THE TASK ▸ A full and exact copy of the listing that follows is needed.

DATA LISTING ▸
◆ ◆ ◆ ◆ ◆
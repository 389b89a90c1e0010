use std::cell::RefCell;
use std::path::{Path, PathBuf};

use horizon_login::error::LoginError;
use horizon_login::nginx::{self, RuleFields};
use horizon_login::{InstanceMetadata, NginxRule, Report, Reporter};

#[derive(Default)]
struct Recorder(RefCell<Vec<String>>);

impl Reporter for Recorder {
    fn report(&self, event: &Report<'_>) {
        self.0.borrow_mut().push(format!("{event:?}"));
    }
}

fn metadata() -> InstanceMetadata {
    InstanceMetadata::new("abc123", "blue-horizon-vm", "203.0.113.5")
}

#[test]
fn roundtrip_recovers_substitutions() {
    let fields = RuleFields {
        root: "/home/alice/www".into(),
        allowed_ip: "203.0.113.5".into(),
        user_file: "/etc/nginx/.htpasswd".into(),
    };

    let rendered = nginx::render(&fields, "test.com www.test.com");

    assert_eq!(nginx::parse(&rendered), Some(fields));
}

#[test]
fn discovers_first_entry_in_order() {
    let home = tempfile::tempdir().expect("temp dir");
    for user in ["carol", "alice", "bob", ".cache"] {
        std::fs::create_dir(home.path().join(user)).expect("mkdir");
    }

    let root = nginx::discover_web_root(home.path(), "www").expect("discover failed");

    assert_eq!(root, home.path().join("alice").join("www"));
}

#[test]
fn empty_parent_is_lookup_error() {
    let home = tempfile::tempdir().expect("temp dir");

    let err = nginx::discover_web_root(home.path(), "www").unwrap_err();

    assert!(matches!(err, LoginError::WebRootNotFound(ref p) if p == home.path()));
}

#[test]
fn missing_parent_is_lookup_error() {
    let home = tempfile::tempdir().expect("temp dir");
    let parent = home.path().join("no-home");

    let err = nginx::discover_web_root(&parent, "www").unwrap_err();

    assert!(matches!(err, LoginError::WebRootNotFound(ref p) if *p == parent));
}

#[test]
fn write_renders_rule() {
    let home = tempfile::tempdir().expect("temp dir");
    std::fs::create_dir(home.path().join("alice")).expect("mkdir");
    let out = tempfile::tempdir().expect("temp dir");
    let path = out.path().join("blue_horizon_login.conf");
    let rule = NginxRule::new().home_dir(home.path()).path(&path);
    let recorder = Recorder::default();

    let written = rule
        .write(&metadata(), Path::new("/etc/nginx/.htpasswd"), &recorder)
        .expect("write failed");

    assert_eq!(written, path);
    let content = std::fs::read_to_string(&path).expect("read back");
    let fields = nginx::parse(&content).expect("rule should parse");
    assert_eq!(fields.root, home.path().join("alice/www").display().to_string());
    assert_eq!(fields.allowed_ip, "203.0.113.5");
    assert_eq!(fields.user_file, "/etc/nginx/.htpasswd");
    assert!(content.contains("server_name test.com www.test.com;"));
    assert!(content.contains("allow 127.0.0.1;"));
    assert!(recorder.0.borrow()[0].starts_with("RuleWritten"));
}

#[test]
fn empty_home_writes_nothing() {
    let home = tempfile::tempdir().expect("temp dir");
    let out = tempfile::tempdir().expect("temp dir");
    let path = out.path().join("blue_horizon_login.conf");
    let rule = NginxRule::new().home_dir(home.path()).path(&path);
    let recorder = Recorder::default();

    let err = rule
        .write(&metadata(), Path::new("/etc/nginx/.htpasswd"), &recorder)
        .unwrap_err();

    assert!(matches!(err, LoginError::WebRootNotFound(_)));
    assert!(!path.exists());
    assert!(recorder.0.borrow().is_empty());
}

#[test]
fn overwrites_existing_rule() {
    let out = tempfile::tempdir().expect("temp dir");
    let path = out.path().join("blue_horizon_login.conf");
    std::fs::write(&path, "server { listen 8080; }\n").expect("seed");
    let rule = NginxRule::new().web_root("/srv/site").path(&path);

    rule.write(&metadata(), Path::new("/tmp/.htpasswd"), &Recorder::default())
        .expect("write failed");

    let content = std::fs::read_to_string(&path).expect("read back");
    assert!(!content.contains("8080"));
    assert_eq!(
        nginx::parse(&content).map(|f| PathBuf::from(f.root)),
        Some(PathBuf::from("/srv/site"))
    );
}

#[test]
fn custom_server_name() {
    let rule = NginxRule::new()
        .web_root("/srv/site")
        .server_name("login.example.com");

    let content = rule
        .render(&metadata(), Path::new("/etc/nginx/.htpasswd"))
        .expect("render failed");

    assert!(content.contains("server_name login.example.com;"));
}

#[test]
fn custom_subdir() {
    let home = tempfile::tempdir().expect("temp dir");
    std::fs::create_dir(home.path().join("dave")).expect("mkdir");
    let rule = NginxRule::new().home_dir(home.path()).subdir("public");

    let root = rule.resolve_web_root().expect("resolve failed");

    assert_eq!(root, home.path().join("dave").join("public"));
}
◆ ◆ ◆ ◆ ◆
SOLVED EXERCISE ▸
repository 389b89a90c1e0010
use std::cell::RefCell;
use std::path::{Path, PathBuf};

use horizon_login::error::LoginError;
use horizon_login::nginx::{self, RuleFields};
use horizon_login::{InstanceMetadata, NginxRule, Report, Reporter};

#[derive(Default)]
struct Recorder(RefCell<Vec<String>>);

impl Reporter for Recorder {
    fn report(&self, event: &Report<'_>) {
        self.0.borrow_mut().push(format!("{event:?}"));
    }
}

fn metadata() -> InstanceMetadata {
    InstanceMetadata::new("abc123", "blue-horizon-vm", "203.0.113.5")
}

#[test]
fn roundtrip_recovers_substitutions() {
    let fields = RuleFields {
        root: "/home/alice/www".into(),
        allowed_ip: "203.0.113.5".into(),
        user_file: "/etc/nginx/.htpasswd".into(),
    };

    let rendered = nginx::render(&fields, "test.com www.test.com");

    assert_eq!(nginx::parse(&rendered), Some(fields));
}

#[test]
fn discovers_first_entry_in_order() {
    let home = tempfile::tempdir().expect("temp dir");
    for user in ["carol", "alice", "bob", ".cache"] {
        std::fs::create_dir(home.path().join(user)).expect("mkdir");
    }

    let root = nginx::discover_web_root(home.path(), "www").expect("discover failed");

    assert_eq!(root, home.path().join("alice").join("www"));
}

#[test]
fn empty_parent_is_lookup_error() {
    let home = tempfile::tempdir().expect("temp dir");

    let err = nginx::discover_web_root(home.path(), "www").unwrap_err();

    assert!(matches!(err, LoginError::WebRootNotFound(ref p) if p == home.path()));
}

#[test]
fn missing_parent_is_lookup_error() {
    let home = tempfile::tempdir().expect("temp dir");
    let parent = home.path().join("no-home");

    let err = nginx::discover_web_root(&parent, "www").unwrap_err();

    assert!(matches!(err, LoginError::WebRootNotFound(ref p) if *p == parent));
}

#[test]
fn write_renders_rule() {
    let home = tempfile::tempdir().expect("temp dir");
    std::fs::create_dir(home.path().join("alice")).expect("mkdir");
    let out = tempfile::tempdir().expect("temp dir");
    let path = out.path().join("blue_horizon_login.conf");
    let rule = NginxRule::new().home_dir(home.path()).path(&path);
    let recorder = Recorder::default();

    let written = rule
        .write(&metadata(), Path::new("/etc/nginx/.htpasswd"), &recorder)
        .expect("write failed");

    assert_eq!(written, path);
    let content = std::fs::read_to_string(&path).expect("read back");
    let fields = nginx::parse(&content).expect("rule should parse");
    assert_eq!(fields.root, home.path().join("alice/www").display().to_string());
    assert_eq!(fields.allowed_ip, "203.0.113.5");
    assert_eq!(fields.user_file, "/etc/nginx/.htpasswd");
    assert!(content.contains("server_name test.com www.test.com;"));
    assert!(content.contains("allow 127.0.0.1;"));
    assert!(recorder.0.borrow()[0].starts_with("RuleWritten"));
}

#[test]
fn empty_home_writes_nothing() {
    let home = tempfile::tempdir().expect("temp dir");
    let out = tempfile::tempdir().expect("temp dir");
    let path = out.path().join("blue_horizon_login.conf");
    let rule = NginxRule::new().home_dir(home.path()).path(&path);
    let recorder = Recorder::default();

    let err = rule
        .write(&metadata(), Path::new("/etc/nginx/.htpasswd"), &recorder)
        .unwrap_err();

    assert!(matches!(err, LoginError::WebRootNotFound(_)));
    assert!(!path.exists());
    assert!(recorder.0.borrow().is_empty());
}

#[test]
fn overwrites_existing_rule() {
    let out = tempfile::tempdir().expect("temp dir");
    let path = out.path().join("blue_horizon_login.conf");
    std::fs::write(&path, "server { listen 8080; }\n").expect("seed");
    let rule = NginxRule::new().web_root("/srv/site").path(&path);

    rule.write(&metadata(), Path::new("/tmp/.htpasswd"), &Recorder::default())
        .expect("write failed");

    let content = std::fs::read_to_string(&path).expect("read back");
    assert!(!content.contains("8080"));
    assert_eq!(
        nginx::parse(&content).map(|f| PathBuf::from(f.root)),
        Some(PathBuf::from("/srv/site"))
    );
}

#[test]
fn custom_server_name() {
    let rule = NginxRule::new()
        .web_root("/srv/site")
        .server_name("login.example.com");

    let content = rule
        .render(&metadata(), Path::new("/etc/nginx/.htpasswd"))
        .expect("render failed");

    assert!(content.contains("server_name login.example.com;"));
}

#[test]
fn custom_subdir() {
    let home = tempfile::tempdir().expect("temp dir");
    std::fs::create_dir(home.path().join("dave")).expect("mkdir");
    let rule = NginxRule::new().home_dir(home.path()).subdir("public");

    let root = rule.resolve_web_root().expect("resolve failed");

    assert_eq!(root, home.path().join("dave").join("public"));
}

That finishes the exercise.